«— О моей жизни беспокоиться нечего, тут все в порядке. А вот у вас жизнь сложилась хуже, чем я ожидал.
Года два назад ты была лучше: не стыдилась руки рабочему подать. А сейчас от тебя нафталином запахло. И, скажу по совести, мне с тобой говорить не о чем».
Мартин Иден с партбилетом. А что в антрактах классовой борьбы читает исключительно про Спартака и Овода — это маленькие хитрости автора, для отвода глаз.
Толковые тинейджеры пройдут роман Николая Островского с большой пользой для себя. Им откроется логика революции. Если, например, петлюровские бандиты раздербанивают галантерейный магазин Фукса — то это разбой, погром. А когда чекисты опустошают погреб трактирщика Зона — это реквизиция у шкуродера, «тут разводить кисель нельзя».
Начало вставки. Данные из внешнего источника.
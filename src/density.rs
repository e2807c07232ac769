// 🌡️ Kernel Density - 2-D Gaussian KDE with Scott's bandwidth
// Evaluated at the input points themselves, then min-max normalized to [0, 1]

use serde::Serialize;

/// Below this many points no density is computed
pub const MIN_DENSITY_POINTS: usize = 11;

/// Added to the covariance diagonal when the sample covariance is singular
/// (all points identical or collinear)
const SINGULAR_RIDGE: f64 = 1e-12;

#[derive(Debug, Clone, PartialEq, Serialize)]
pub struct DensityEstimate {
    /// Raw density at each input point
    pub values: Vec<f64>,
    /// `values` rescaled to [0, 1]; all zeros when every value is equal
    pub normalized: Vec<f64>,
}

/// Bivariate Gaussian KDE
#[derive(Debug, Clone)]
pub struct GaussianKde2d {
    xs: Vec<f64>,
    ys: Vec<f64>,
    /// Inverse of the kernel covariance, row-major [a, b, c, d]
    inv_cov: [f64; 4],
    /// 1 / (n * sqrt(det(2π Σ)))
    norm: f64,
}

impl GaussianKde2d {
    /// Fit to the given points. Needs at least two points; `None` otherwise.
    pub fn fit(xs: &[f64], ys: &[f64]) -> Option<Self> {
        let n = xs.len().min(ys.len());
        if n < 2 {
            return None;
        }
        let (xs, ys) = (&xs[..n], &ys[..n]);

        let factor = scott_factor(n);
        let [sxx, sxy, syy] = sample_covariance(xs, ys);
        let f2 = factor * factor;
        let (mut a, b, mut d) = (sxx * f2, sxy * f2, syy * f2);

        let mut det = a * d - b * b;
        if det <= 0.0 || !det.is_finite() {
            let ridge = SINGULAR_RIDGE.max((a + d).abs() * 1e-9);
            a += ridge;
            d += ridge;
            det = a * d - b * b;
            log::debug!("KDE covariance singular; applied ridge {ridge:e}");
        }
        if det <= 0.0 || !det.is_finite() {
            return None;
        }

        let inv_cov = [d / det, -b / det, -b / det, a / det];
        let two_pi = 2.0 * std::f64::consts::PI;
        let norm = 1.0 / (n as f64 * (two_pi * two_pi * det).sqrt());

        Some(GaussianKde2d {
            xs: xs.to_vec(),
            ys: ys.to_vec(),
            inv_cov,
            norm,
        })
    }

    pub fn evaluate(&self, x: f64, y: f64) -> f64 {
        let [ia, ib, ic, id] = self.inv_cov;
        let sum: f64 = self
            .xs
            .iter()
            .zip(&self.ys)
            .map(|(xi, yi)| {
                let (dx, dy) = (x - xi, y - yi);
                let mahalanobis = dx * (ia * dx + ib * dy) + dy * (ic * dx + id * dy);
                (-0.5 * mahalanobis).exp()
            })
            .sum();
        sum * self.norm
    }
}

/// Scott's rule for d = 2: n^(-1/(d+4))
pub fn scott_factor(n: usize) -> f64 {
    (n as f64).powf(-1.0 / 6.0)
}

/// Unbiased (n - 1) covariance: [var_x, cov_xy, var_y]
fn sample_covariance(xs: &[f64], ys: &[f64]) -> [f64; 3] {
    let n = xs.len() as f64;
    let mx = xs.iter().sum::<f64>() / n;
    let my = ys.iter().sum::<f64>() / n;
    let (mut sxx, mut sxy, mut syy) = (0.0, 0.0, 0.0);
    for (x, y) in xs.iter().zip(ys) {
        let (dx, dy) = (x - mx, y - my);
        sxx += dx * dx;
        sxy += dx * dy;
        syy += dy * dy;
    }
    let ddof = n - 1.0;
    [sxx / ddof, sxy / ddof, syy / ddof]
}

/// Min-max scale to [0, 1]; a constant input maps to all zeros
pub fn normalize_min_max(values: &[f64]) -> Vec<f64> {
    let min = values.iter().copied().fold(f64::INFINITY, f64::min);
    let max = values.iter().copied().fold(f64::NEG_INFINITY, f64::max);
    if max > min {
        values.iter().map(|v| (v - min) / (max - min)).collect()
    } else {
        vec![0.0; values.len()]
    }
}

/// Density of each point among all points (longitude as x, latitude as y).
/// Returns `None` below `MIN_DENSITY_POINTS`; callers fall back to plain markers.
pub fn estimate_density(xs: &[f64], ys: &[f64]) -> Option<DensityEstimate> {
    if xs.len() < MIN_DENSITY_POINTS || ys.len() < MIN_DENSITY_POINTS {
        log::debug!("Skipping KDE: only {} points", xs.len().min(ys.len()));
        return None;
    }

    let Some(kde) = GaussianKde2d::fit(xs, ys) else {
        log::warn!("KDE calculation failed for {} points", xs.len());
        return None;
    };

    let values: Vec<f64> = xs.iter().zip(ys).map(|(x, y)| kde.evaluate(*x, *y)).collect();
    let normalized = normalize_min_max(&values);
    Some(DensityEstimate { values, normalized })
}
// 🗺️ Geospatial Sampler - city bounding boxes and stratified point sampling
// Large point sets are thinned per offense category so the map keeps its composition

use crate::records::AlignedRecord;
use crate::vocabulary::Category;
use rand::rngs::StdRng;
use rand::SeedableRng;
use serde::{Deserialize, Serialize};
use std::collections::BTreeMap;
use std::fmt;
use std::str::FromStr;
use thiserror::Error;

#[derive(Debug, Clone, PartialEq, Error)]
pub enum GeoError {
    #[error("unknown city identifier: {0} (expected NYC or LA)")]
    UnknownCity(String),

    #[error("sample fraction must be in (0, 1), got {0}")]
    InvalidSampleFraction(f64),
}

// ============================================================================
// CITY BOUNDS
// ============================================================================

/// Inclusive latitude/longitude box
#[derive(Debug, Clone, Copy, PartialEq, Serialize)]
pub struct CityBounds {
    pub lat: (f64, f64),
    pub lon: (f64, f64),
}

impl CityBounds {
    pub fn contains(&self, lat: f64, lon: f64) -> bool {
        lat >= self.lat.0 && lat <= self.lat.1 && lon >= self.lon.0 && lon <= self.lon.1
    }

    pub fn center(&self) -> (f64, f64) {
        ((self.lat.0 + self.lat.1) / 2.0, (self.lon.0 + self.lon.1) / 2.0)
    }
}

const NYC_BOUNDS: CityBounds = CityBounds {
    lat: (40.4, 40.95),
    lon: (-74.30, -73.65),
};

const LA_BOUNDS: CityBounds = CityBounds {
    lat: (33.65, 34.35),
    lon: (-118.95, -118.12),
};

#[derive(Debug, Clone, Copy, PartialEq, Eq, Hash, Serialize, Deserialize)]
pub enum City {
    Nyc,
    La,
}

impl City {
    pub fn bounds(&self) -> CityBounds {
        match self {
            City::Nyc => NYC_BOUNDS,
            City::La => LA_BOUNDS,
        }
    }

    pub fn code(&self) -> &'static str {
        match self {
            City::Nyc => "NYC",
            City::La => "LA",
        }
    }

    pub fn title(&self) -> &'static str {
        match self {
            City::Nyc => "New York City",
            City::La => "Los Angeles",
        }
    }
}

impl FromStr for City {
    type Err = GeoError;

    fn from_str(s: &str) -> Result<Self, Self::Err> {
        match s.trim().to_uppercase().as_str() {
            "NYC" => Ok(City::Nyc),
            "LA" => Ok(City::La),
            _ => Err(GeoError::UnknownCity(s.to_string())),
        }
    }
}

impl fmt::Display for City {
    fn fmt(&self, f: &mut fmt::Formatter<'_>) -> fmt::Result {
        f.write_str(self.code())
    }
}

// ============================================================================
// SAMPLING
// ============================================================================

#[derive(Debug, Clone, Copy, PartialEq, Serialize, Deserialize)]
pub struct SamplingOptions {
    pub fraction: f64,
    pub seed: u64,
    /// At or below this many in-bounds points nothing is sampled
    pub max_unsampled_points: usize,
}

impl Default for SamplingOptions {
    fn default() -> Self {
        SamplingOptions {
            fraction: 0.01,
            seed: 42,
            max_unsampled_points: 10_000,
        }
    }
}

impl SamplingOptions {
    pub fn with_fraction(fraction: f64) -> Self {
        SamplingOptions {
            fraction,
            ..Default::default()
        }
    }

    fn validate(&self) -> Result<(), GeoError> {
        if self.fraction > 0.0 && self.fraction < 1.0 {
            Ok(())
        } else {
            Err(GeoError::InvalidSampleFraction(self.fraction))
        }
    }
}

/// Rows whose coordinates fall inside the box; rows without coordinates are dropped
pub fn filter_to_bounds(records: &[AlignedRecord], bounds: &CityBounds) -> Vec<AlignedRecord> {
    records
        .iter()
        .filter(|r| r.coordinates().is_some_and(|(lat, lon)| bounds.contains(lat, lon)))
        .cloned()
        .collect()
}

/// Per-group sample size: every non-empty group keeps at least one row
pub fn stratum_size(group_size: usize, fraction: f64) -> usize {
    ((group_size as f64 * fraction).floor() as usize).clamp(1, group_size.max(1))
}

fn take_rows(records: &[AlignedRecord], indices: &[usize]) -> Vec<AlignedRecord> {
    indices.iter().filter_map(|&i| records.get(i).cloned()).collect()
}

/// Sample each `Offense_Std` group independently. Rows without a category are
/// not part of any group and are dropped.
pub fn stratified_sample(records: &[AlignedRecord], fraction: f64, seed: u64) -> Vec<AlignedRecord> {
    let mut groups: BTreeMap<&'static str, Vec<usize>> = BTreeMap::new();
    for (i, record) in records.iter().enumerate() {
        if let Some(category) = record.offense_std {
            groups.entry(category.label()).or_default().push(i);
        }
    }

    let mut rng = StdRng::seed_from_u64(seed);
    let mut picked = Vec::new();
    for (category, members) in &groups {
        let amount = stratum_size(members.len(), fraction);
        let chosen = rand::seq::index::sample(&mut rng, members.len(), amount);
        let mut rows: Vec<usize> = chosen.into_iter().map(|j| members[j]).collect();
        rows.sort_unstable();
        log::debug!("Stratum {category}: {} of {} rows", rows.len(), members.len());
        picked.extend(rows);
    }
    take_rows(records, &picked)
}

/// Uniform sample of `round(len * fraction)` rows, kept in original order
pub fn uniform_sample(records: &[AlignedRecord], fraction: f64, seed: u64) -> Vec<AlignedRecord> {
    let amount = ((records.len() as f64 * fraction).round() as usize).min(records.len());
    let mut rng = StdRng::seed_from_u64(seed);
    let mut rows = rand::seq::index::sample(&mut rng, records.len(), amount).into_vec();
    rows.sort_unstable();
    take_rows(records, &rows)
}

/// Bounds-filter an aligned set to `city` and thin it when it is large.
/// Stratifies by offense when the set carries any offense category.
pub fn prepare_crime_points(
    records: &[AlignedRecord],
    city: City,
    options: &SamplingOptions,
) -> Result<Vec<AlignedRecord>, GeoError> {
    options.validate()?;

    let in_bounds = filter_to_bounds(records, &city.bounds());
    if in_bounds.len() <= options.max_unsampled_points {
        log::info!("{city}: {} points in bounds, no sampling", in_bounds.len());
        return Ok(in_bounds);
    }

    let sampled = if in_bounds.iter().any(|r| r.offense_std.is_some()) {
        stratified_sample(&in_bounds, options.fraction, options.seed)
    } else {
        uniform_sample(&in_bounds, options.fraction, options.seed)
    };
    log::info!(
        "{city}: sampled {} of {} in-bounds points (fraction {})",
        sampled.len(),
        in_bounds.len(),
        options.fraction
    );
    Ok(sampled)
}

/// (longitude, latitude) columns of a prepared set, for density estimation
pub fn point_coordinates(records: &[AlignedRecord]) -> (Vec<f64>, Vec<f64>) {
    records
        .iter()
        .filter_map(AlignedRecord::coordinates)
        .map(|(lat, lon)| (lon, lat))
        .unzip()
}

/// How many sampled points fall in each offense category
pub fn offense_counts(records: &[AlignedRecord]) -> BTreeMap<&'static str, usize> {
    let mut counts = BTreeMap::new();
    for category in records.iter().filter_map(|r| r.offense_std) {
        *counts.entry(category.label()).or_insert(0) += 1;
    }
    counts
}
Черные немцы, белые поляки грабят крестьян, отнимают последнее. Пришли красные. Требуют, чтобы ревком обеспечил кавдивизию сеном. Следует абзац, в невинности своей прелестный (внутри, понятно, кровь):
«Сережа был послан с двумя красноармейцами добывать сено. В одном селе нарвался на кулацкую банду. Красноармейцев разоружили и избили до полусмерти. Сереже попало меньше других, его пощадили по молодости… В село был послан отряд. Сена достали на другой день».
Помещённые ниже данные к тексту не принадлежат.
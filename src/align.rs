// 🔗 Dataset Aligner - project both departments onto one common schema
// Common fields a source never had stay present as missing values, never dropped

use crate::records::AlignedRecord;
use crate::schema::col;
use crate::source::DepartmentRecord;
use csv::StringRecord;

/// The aligned schema, in order. Matches the field order of `AlignedRecord`.
pub const COMMON_COLUMNS: [&str; 10] = [
    col::DATA_SOURCE,
    col::ARREST_YEAR,
    col::ARREST_MONTH,
    col::ARREST_DAY,
    col::GENDER_STD,
    col::RACE_STD,
    col::AGE_CATEGORY_STD,
    col::OFFENSE_STD,
    col::LATITUDE,
    col::LONGITUDE,
];

/// Columns whose presence marks a file as already aligned
pub const PRE_ALIGNED_MARKERS: [&str; 3] = [col::DATA_SOURCE, col::ARREST_YEAR, col::OFFENSE_STD];

#[derive(Debug, Clone, PartialEq)]
pub struct AlignedPair {
    pub nypd: Vec<AlignedRecord>,
    pub lapd: Vec<AlignedRecord>,
    pub common_columns: &'static [&'static str],
}

/// Tag one standardized set with its department and project it onto `COMMON_COLUMNS`
pub fn align_one<R: DepartmentRecord>(records: &[R]) -> Vec<AlignedRecord> {
    records.iter().map(R::to_aligned).collect()
}

/// Align both departments. Either input being absent (an upstream load failure)
/// makes the whole pair absent.
pub fn align_datasets<N, L>(nypd: Option<&[N]>, lapd: Option<&[L]>) -> Option<AlignedPair>
where
    N: DepartmentRecord,
    L: DepartmentRecord,
{
    let (nypd, lapd) = (nypd?, lapd?);
    let pair = AlignedPair {
        nypd: align_one(nypd),
        lapd: align_one(lapd),
        common_columns: &COMMON_COLUMNS,
    };

    for (records, department) in [(&pair.nypd, N::DEPARTMENT), (&pair.lapd, L::DEPARTMENT)] {
        let undated = records.iter().filter(|r| r.arrest_year.is_none()).count();
        if undated > 0 {
            log::warn!(
                "{}: {} of {} aligned rows have no Arrest_Year",
                department.code(),
                undated,
                records.len()
            );
        }
    }
    Some(pair)
}

pub fn is_pre_aligned(headers: &StringRecord) -> bool {
    PRE_ALIGNED_MARKERS
        .iter()
        .all(|marker| headers.iter().any(|h| h == *marker))
}

#[cfg(test)]
mod tests {
    use super::*;
    use crate::records::{LapdRecord, NypdRecord};
    use crate::source::Department;
    use crate::vocabulary::{Gender, OffenseCategory};

    fn nypd_row() -> NypdRecord {
        NypdRecord {
            arrest_year: Some(2020),
            arrest_month: Some(1),
            arrest_day: Some(1),
            gender_std: Some(Gender::Male),
            offense_std: Some(OffenseCategory::ViolentCrime),
            latitude: Some(40.7),
            longitude: Some(-73.9),
            perp_sex: Some("M".to_string()),
            ..Default::default()
        }
    }

    fn serialized_headers(records: &[AlignedRecord]) -> StringRecord {
        let mut writer = csv::Writer::from_writer(Vec::new());
        for record in records {
            writer.serialize(record).unwrap();
        }
        let bytes = writer.into_inner().unwrap();
        csv::Reader::from_reader(bytes.as_slice()).headers().unwrap().clone()
    }

    #[test]
    fn test_aligned_schemas_match() {
        let pair = align_datasets(Some(&[nypd_row()][..]), Some(&[LapdRecord::default()][..])).unwrap();

        let expected = StringRecord::from(COMMON_COLUMNS.to_vec());
        assert_eq!(serialized_headers(&pair.nypd), expected);
        assert_eq!(serialized_headers(&pair.lapd), expected);
        assert_eq!(pair.common_columns, &COMMON_COLUMNS);
        assert_eq!(pair.nypd[0].data_source, Department::Nypd);
        assert_eq!(pair.lapd[0].data_source, Department::Lapd);
    }

    #[test]
    fn test_absent_common_field_is_missing() {
        let pair = align_datasets(Some(&[nypd_row()][..]), Some(&[LapdRecord::default()][..])).unwrap();

        assert_eq!(pair.lapd[0], AlignedRecord::empty(Department::Lapd));
        assert_eq!(pair.nypd[0].latitude, Some(40.7));
    }

    #[test]
    fn test_absent_input_propagates() {
        let lapd = [LapdRecord::default()];
        let nypd = [nypd_row()];
        assert!(align_datasets::<NypdRecord, LapdRecord>(None, Some(&lapd[..])).is_none());
        assert!(align_datasets::<NypdRecord, LapdRecord>(Some(&nypd[..]), None).is_none());
    }

    #[test]
    fn test_data_source_on_every_row() {
        let aligned = align_one(&vec![LapdRecord::default(); 5][..]);
        assert_eq!(aligned.len(), 5);
        assert!(aligned.iter().all(|r| r.data_source == Department::Lapd));
    }

    #[test]
    fn test_is_pre_aligned() {
        assert!(is_pre_aligned(&StringRecord::from(COMMON_COLUMNS.to_vec())));
        assert!(!is_pre_aligned(&StringRecord::from(vec!["ID", "Arrest_Year", "Offense_Std"])));
    }
}
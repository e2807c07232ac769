// 📅 Year-Range Filter - keep only the years both departments cover
// Years ≤ 1900 are unparsed-date sentinels; an empty overlap falls back to unfiltered data

use crate::records::AlignedRecord;
use std::collections::BTreeSet;

/// Years at or below this are treated as invalid, not historical
pub const INVALID_YEAR_CEILING: i32 = 1900;

/// Valid years present in a set
pub fn valid_years(records: &[AlignedRecord]) -> BTreeSet<i32> {
    records
        .iter()
        .filter_map(|r| r.arrest_year)
        .filter(|y| *y > INVALID_YEAR_CEILING)
        .collect()
}

pub fn overlapping_years(nypd: &[AlignedRecord], lapd: &[AlignedRecord]) -> BTreeSet<i32> {
    valid_years(nypd)
        .intersection(&valid_years(lapd))
        .copied()
        .collect()
}

/// Restrict both sets to the years they share. Returns both unchanged when either
/// carries no year at all or the overlap is empty.
pub fn filter_by_overlapping_years(
    nypd: &[AlignedRecord],
    lapd: &[AlignedRecord],
) -> (Vec<AlignedRecord>, Vec<AlignedRecord>) {
    let has_years = |records: &[AlignedRecord]| records.iter().any(|r| r.arrest_year.is_some());
    if !has_years(nypd) || !has_years(lapd) {
        log::warn!("Arrest_Year missing from a dataset; skipping year-range filter");
        return (nypd.to_vec(), lapd.to_vec());
    }

    let overlap = overlapping_years(nypd, lapd);
    if overlap.is_empty() {
        log::warn!("No overlapping years between datasets; returning both unfiltered");
        return (nypd.to_vec(), lapd.to_vec());
    }

    let keep = |records: &[AlignedRecord]| -> Vec<AlignedRecord> {
        records
            .iter()
            .filter(|r| r.arrest_year.is_some_and(|y| overlap.contains(&y)))
            .cloned()
            .collect()
    };
    let (nypd_out, lapd_out) = (keep(nypd), keep(lapd));

    log::info!(
        "Year overlap {:?}..={:?}: NYPD {} → {}, LAPD {} → {}",
        overlap.first(),
        overlap.last(),
        nypd.len(),
        nypd_out.len(),
        lapd.len(),
        lapd_out.len()
    );
    (nypd_out, lapd_out)
}

// ============================================================================
// YEAR RANGE SELECTION
// ============================================================================

/// Smallest and largest valid year across both sets
pub fn available_year_range(nypd: &[AlignedRecord], lapd: &[AlignedRecord]) -> Option<(i32, i32)> {
    let mut all = valid_years(nypd);
    all.extend(valid_years(lapd));
    Some((*all.first()?, *all.last()?))
}

/// Keep rows with `from <= Arrest_Year <= to`
pub fn filter_year_range(records: &[AlignedRecord], from: i32, to: i32) -> Vec<AlignedRecord> {
    records
        .iter()
        .filter(|r| r.arrest_year.is_some_and(|y| y >= from && y <= to))
        .cloned()
        .collect()
}

#[cfg(test)]
mod tests {
    use super::*;
    use crate::source::Department;

    fn years(department: Department, values: &[i32]) -> Vec<AlignedRecord> {
        values
            .iter()
            .map(|y| AlignedRecord {
                arrest_year: Some(*y),
                ..AlignedRecord::empty(department)
            })
            .collect()
    }

    fn nypd(values: &[i32]) -> Vec<AlignedRecord> {
        years(Department::Nypd, values)
    }

    fn lapd(values: &[i32]) -> Vec<AlignedRecord> {
        years(Department::Lapd, values)
    }

    #[test]
    fn test_filters_to_intersection() {
        let (n, l) = filter_by_overlapping_years(&nypd(&[2014, 2015, 2016, 2016]), &lapd(&[2015, 2016, 2017]));

        assert_eq!(valid_years(&n), BTreeSet::from([2015, 2016]));
        assert_eq!(valid_years(&l), BTreeSet::from([2015, 2016]));
        assert_eq!(n.len(), 3);
        assert_eq!(l.len(), 2);
    }

    #[test]
    fn test_disjoint_years_return_unfiltered() {
        let (n, l) = filter_by_overlapping_years(&nypd(&[2010, 2011]), &lapd(&[2018, 2019, 2019]));

        assert_eq!(n.len(), 2);
        assert_eq!(l.len(), 3);
    }

    #[test]
    fn test_sentinel_years_excluded() {
        let (n_in, l_in) = (nypd(&[1900, 2015]), lapd(&[1900, 2015]));

        let (n, _) = filter_by_overlapping_years(&n_in, &l_in);

        assert_eq!(overlapping_years(&n_in, &l_in), BTreeSet::from([2015]));
        assert_eq!(n.len(), 1);
    }

    #[test]
    fn test_set_without_years_returns_unfiltered() {
        let n_in = nypd(&[2015]);
        let l_in = vec![AlignedRecord::empty(Department::Lapd); 2];

        let (n, l) = filter_by_overlapping_years(&n_in, &l_in);
        assert_eq!(n, n_in);
        assert_eq!(l, l_in);
    }

    #[test]
    fn test_rows_without_year_dropped_when_filtering() {
        let mut n_in = nypd(&[2015]);
        n_in.push(AlignedRecord::empty(Department::Nypd));

        let (n, _) = filter_by_overlapping_years(&n_in, &lapd(&[2015]));
        assert_eq!(n.len(), 1);
    }

    #[test]
    fn test_year_range_selection() {
        let n = nypd(&[2012, 2015, 2019]);
        let l = lapd(&[1899, 2013]);

        assert_eq!(available_year_range(&n, &l), Some((2012, 2019)));
        assert_eq!(filter_year_range(&n, 2013, 2015).len(), 1);
        assert_eq!(available_year_range(&[], &[]), None);
    }
}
И так далее. Однако ж не думаю, чтобы Сталину нравился этот роман.
Во-первых, масса еврейских фамилий, причем обозначенные ими лица не противны.
Во-вторых же (и в-главных), этот Корчагин, и матрос Жухрай, и Рита Устинович, и Анна Борхарт, и прочие положительные — представляли самую ненавистную для Сталина породу людей: идеалистов — смертельно чужой ему человеческий тип. И он всю эту сталь сгноил. Руками Сусловых, Брежневых, Кагановичей, Хрущевых — уничтожил. Через два года после смерти Островского не стало его героев на свете, как будто никогда и не было. Горстка уцелевших вернулась из лагерей в литературу тридцать лет спустя: несчастные старики трифоновских повестей.
И теперь никто не верит (я тоже), что фанатик — не обязательно либо идиот, либо лицемер. Что они существовали, даже бывали прекрасны, слепые вожди слепых.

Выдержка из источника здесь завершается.